In another example where the user 10 spoke an utterance 101 of “call Best Buy”, the speech recognizer module 130 may generate the candidate hypothesis 135 “call Best Buy” while the correction module 140 may output the new candidate hypothesis 145 “call Beth Byer” based on context information 126 indicating the entity “Beth Byer” in the list of personal contacts of the user 10. Notably, the existing and new candidate hypotheses are phonetically close to one another. Rather than simply over triggering the selection of the new candidate hypothesis 145 “call Beth Byer” as the resulting transcription 175, the comparison model 300 may analyze other relevant context information 126 when scoring the new candidate hypothesis 145 relative to the existing candidate hypothesis 135. For instance, while the context information 126 may indicate that “Beth Byer” is indeed one of the user's personal contacts, the context information 126 further reveals that “Beth Byer” is a lower-tier personal contact who is rarely, or even never, called by the user, rendering the personalized candidate hypothesis 145 relatively weak compared to the strong non-personal candidate hypothesis 135 “call Best Buy”. Accordingly, the comparison model 300 assign a lower probability score 355 to the new candidate hypothesis 145 than to the original existing candidate hypothesis 135.
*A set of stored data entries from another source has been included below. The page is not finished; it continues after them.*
//! One-shot countdown timers for auto-hiding UI elements
//!
//! Restarting a running countdown always yields one full new period;
//! cancellation aborts the backing task, so a cancelled countdown can never
//! fire late.

use std::future::Future;
use std::time::Duration;

use tokio::task::JoinHandle;

/// A restartable one-shot timer.
#[derive(Debug, Default)]
pub struct Countdown {
    handle: Option<JoinHandle<()>>,
}

impl Countdown {
    pub fn new() -> Self {
        Self::default()
    }

    /// Start (or restart) the countdown. Any previous run is cancelled first.
    pub fn start<F, Fut>(&mut self, duration: Duration, action: F)
    where
        F: FnOnce() -> Fut + Send + 'static,
        Fut: Future<Output = ()> + Send + 'static,
    {
        self.cancel();
        self.handle = Some(tokio::spawn(async move {
            tokio::time::sleep(duration).await;
            action().await;
        }));
    }

    /// Stop the countdown without firing. Safe to call repeatedly or when
    /// nothing is running.
    pub fn cancel(&mut self) {
        if let Some(handle) = self.handle.take() {
            handle.abort();
        }
    }

    pub fn is_running(&self) -> bool {
        self.handle.as_ref().is_some_and(|h| !h.is_finished())
    }
}

impl Drop for Countdown {
    fn drop(&mut self) {
        self.cancel();
    }
}

/// The two countdowns the player screen uses.
#[derive(Debug, Default)]
pub struct TimerManager {
    /// Hides the control row after the configured idle time.
    pub controls: Countdown,
    /// Hides the volume indicator 3 s after the last volume key.
    pub volume: Countdown,
}

impl TimerManager {
    pub fn new() -> Self {
        Self::default()
    }

    pub fn cancel_all(&mut self) {
        self.controls.cancel();
        self.volume.cancel();
    }
}

/// How long the volume indicator stays up after the last volume key.
pub const VOLUME_HIDE_DELAY: Duration = Duration::from_secs(3);
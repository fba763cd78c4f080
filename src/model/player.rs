//! Displayed player state and time/progress helpers

use std::time::Instant;

use super::reconcile::FieldSync;

/// Full-screen status message replacing the player widgets.
#[derive(Clone, Copy, Debug, PartialEq, Eq)]
pub enum ScreenMessage {
    Initializing,
    Loading,
    NoInternet,
    NoTrack,
}

impl ScreenMessage {
    pub fn text(self) -> &'static str {
        match self {
            ScreenMessage::Initializing => "Initializing...",
            ScreenMessage::Loading => "Loading...",
            ScreenMessage::NoInternet => "No internet connection",
            ScreenMessage::NoTrack => "No track currently playing",
        }
    }

}

/// Everything the player screen displays, plus the bookkeeping used to
/// reconcile it against polled server state.
///
/// Single logical owner: the UI loop. Network tasks re-acquire the mutex
/// around this struct to publish results; nothing mutates it cross-thread.
#[derive(Clone)]
pub struct PlayerScreenState {
    // Displayed track fields
    pub track_id: String,
    pub title: String,
    pub artist_line: String,
    pub duration_ms: u64,
    pub progress_ms: u64,
    pub image_url: Option<String>,
    pub artist_image_url: Option<String>,
    pub is_playing: bool,
    pub is_liked: bool,
    pub is_shuffle: bool,
    pub is_smart_shuffle: bool,
    pub is_shuffle_allowed: bool,
    pub volume_percent: u8,
    pub supports_volume: bool,
    pub device_name: String,

    // Per-field sync state for optimistic local actions
    pub playback_sync: FieldSync,
    pub volume_sync: FieldSync,
    pub like_sync: FieldSync,

    // Poll/interaction bookkeeping
    pub first_poll: bool,
    pub seek_hold: bool,
    pub seek_target_ms: u64,
    /// Bumped whenever a new hold starts, so a delayed release from an
    /// earlier commit cannot clear a hold it does not own.
    pub seek_epoch: u32,
    pub swipe_in_progress: bool,
    pub deferred_image: Option<String>,
    pub online: bool,
    pub no_track: bool,

    // Visibility and messaging
    pub message: Option<ScreenMessage>,
    pub notice: Option<(String, Instant)>,
    pub controls_visible: bool,
    pub volume_visible: bool,
    pub should_quit: bool,
}

impl Default for PlayerScreenState {
    fn default() -> Self {
        Self {
            track_id: String::new(),
            title: String::new(),
            artist_line: String::new(),
            duration_ms: 0,
            progress_ms: 0,
            image_url: None,
            artist_image_url: None,
            is_playing: false,
            is_liked: false,
            is_shuffle: false,
            is_smart_shuffle: false,
            is_shuffle_allowed: false,
            volume_percent: 100,
            supports_volume: false,
            device_name: String::new(),
            playback_sync: FieldSync::Synced,
            volume_sync: FieldSync::Synced,
            like_sync: FieldSync::Synced,
            first_poll: true,
            seek_hold: false,
            seek_target_ms: 0,
            seek_epoch: 0,
            swipe_in_progress: false,
            deferred_image: None,
            online: true,
            no_track: false,
            message: Some(ScreenMessage::Initializing),
            notice: None,
            controls_visible: true,
            volume_visible: false,
            should_quit: false,
        }
    }
}

const NOTICE_LIFETIME_SECS: u64 = 5;

impl PlayerScreenState {
    pub fn new() -> Self {
        Self::default()
    }

    /// Connectivity transition connected -> disconnected. The message is shown
    /// once; subsequent offline ticks are no-ops.
    pub fn set_offline(&mut self) {
        if self.online {
            self.online = false;
            self.message = Some(ScreenMessage::NoInternet);
            tracing::info!("Connectivity lost");
        }
    }

    /// Connectivity transition disconnected -> connected.
    pub fn set_online(&mut self) {
        if !self.online {
            self.online = true;
            if self.message == Some(ScreenMessage::NoInternet) {
                self.message = None;
            }
            tracing::info!("Connectivity restored");
        }
    }

    /// "No track playing" transition, edge-triggered like connectivity.
    pub fn set_no_track(&mut self) {
        if !self.no_track {
            self.no_track = true;
            self.message = Some(ScreenMessage::NoTrack);
        }
    }

    pub fn clear_no_track(&mut self) {
        if self.no_track {
            self.no_track = false;
            if self.message == Some(ScreenMessage::NoTrack) {
                self.message = None;
            }
        }
    }

    pub fn push_notice(&mut self, text: String) {
        self.notice = Some((text, Instant::now()));
    }

    /// Drop the transient notice once it has been on screen long enough.
    pub fn expire_old_notice(&mut self) {
        if let Some((_, shown_at)) = &self.notice {
            if shown_at.elapsed().as_secs() > NOTICE_LIFETIME_SECS {
                self.notice = None;
            }
        }
    }

    /// Progress clamped for display; the API does not guarantee
    /// `progress <= duration`.
    pub fn display_progress_ms(&self) -> u64 {
        if self.seek_hold {
            self.seek_target_ms.min(self.duration_ms)
        } else {
            self.progress_ms.min(self.duration_ms)
        }
    }

    pub fn progress_permille(&self) -> u16 {
        progress_permille(self.display_progress_ms(), self.duration_ms)
    }
}

/// Progress as 0..=1000, guarding the zero-duration case.
pub fn progress_permille(progress_ms: u64, duration_ms: u64) -> u16 {
    if duration_ms == 0 {
        return 0;
    }
    ((progress_ms as f64 / duration_ms as f64) * 1000.0).min(1000.0) as u16
}

/// "MM:SS" formatting used for both the progress and total time displays.
pub fn format_time(ms: u64) -> String {
    let minutes = ms / 60_000;
    let seconds = (ms % 60_000) / 1000;
    format!("{:02}:{:02}", minutes, seconds)
}

#[cfg(test)]
mod tests {
    use super::*;

    #[test]
    fn permille_guards_zero_duration() {
        assert_eq!(progress_permille(50_000, 0), 0);
        assert_eq!(progress_permille(0, 0), 0);
    }

    #[test]
    fn permille_of_quarter() {
        assert_eq!(progress_permille(50_000, 200_000), 250);
    }

    #[test]
    fn permille_clamps_overshoot() {
        // Server progress may exceed the reported duration
        assert_eq!(progress_permille(210_000, 200_000), 1000);
    }

    #[test]
    fn time_formatting() {
        assert_eq!(format_time(50_000), "00:50");
        assert_eq!(format_time(200_000), "03:20");
        assert_eq!(format_time(0), "00:00");
        assert_eq!(format_time(3_599_000), "59:59");
    }

    #[test]
    fn offline_message_shown_once() {
        let mut state = PlayerScreenState::new();
        state.message = None;
        state.set_offline();
        assert_eq!(state.message, Some(ScreenMessage::NoInternet));

        // Simulate the user dismissing it; further offline ticks stay silent
        state.message = None;
        state.set_offline();
        state.set_offline();
        assert_eq!(state.message, None);

        state.set_online();
        state.set_offline();
        assert_eq!(state.message, Some(ScreenMessage::NoInternet));
    }

    #[test]
    fn no_track_message_cleared_on_recovery() {
        let mut state = PlayerScreenState::new();
        state.message = None;
        state.set_no_track();
        assert_eq!(state.message, Some(ScreenMessage::NoTrack));
        state.clear_no_track();
        assert_eq!(state.message, None);
    }

    #[test]
    fn display_progress_follows_seek_target_while_held() {
        let mut state = PlayerScreenState::new();
        state.duration_ms = 200_000;
        state.progress_ms = 10_000;
        state.seek_hold = true;
        state.seek_target_ms = 90_000;
        assert_eq!(state.display_progress_ms(), 90_000);
        state.seek_hold = false;
        assert_eq!(state.display_progress_ms(), 10_000);
    }
}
In yet another example, the user 10 spoke an utterance 101 “play Reforget by Lauv” that the speech recognizer module 130 misrecognizes as the candidate hypothesis 135 “play we forget by love”. Thereafter, the correction module 140 inserts the correct recognition result “play Reforget by Lauv” as an additional new candidate hypothesis 145 into the lattice 200. In this example, while both the existing and new candidate hypotheses 135, 145 are non-personal queries, the comparison model 300 having awareness of song and artist names (during training and/or from the contextual information 126) may assign a higher probability score 355 to the correct new candidate hypothesis 145 than to the existing candidate hypothesis 135.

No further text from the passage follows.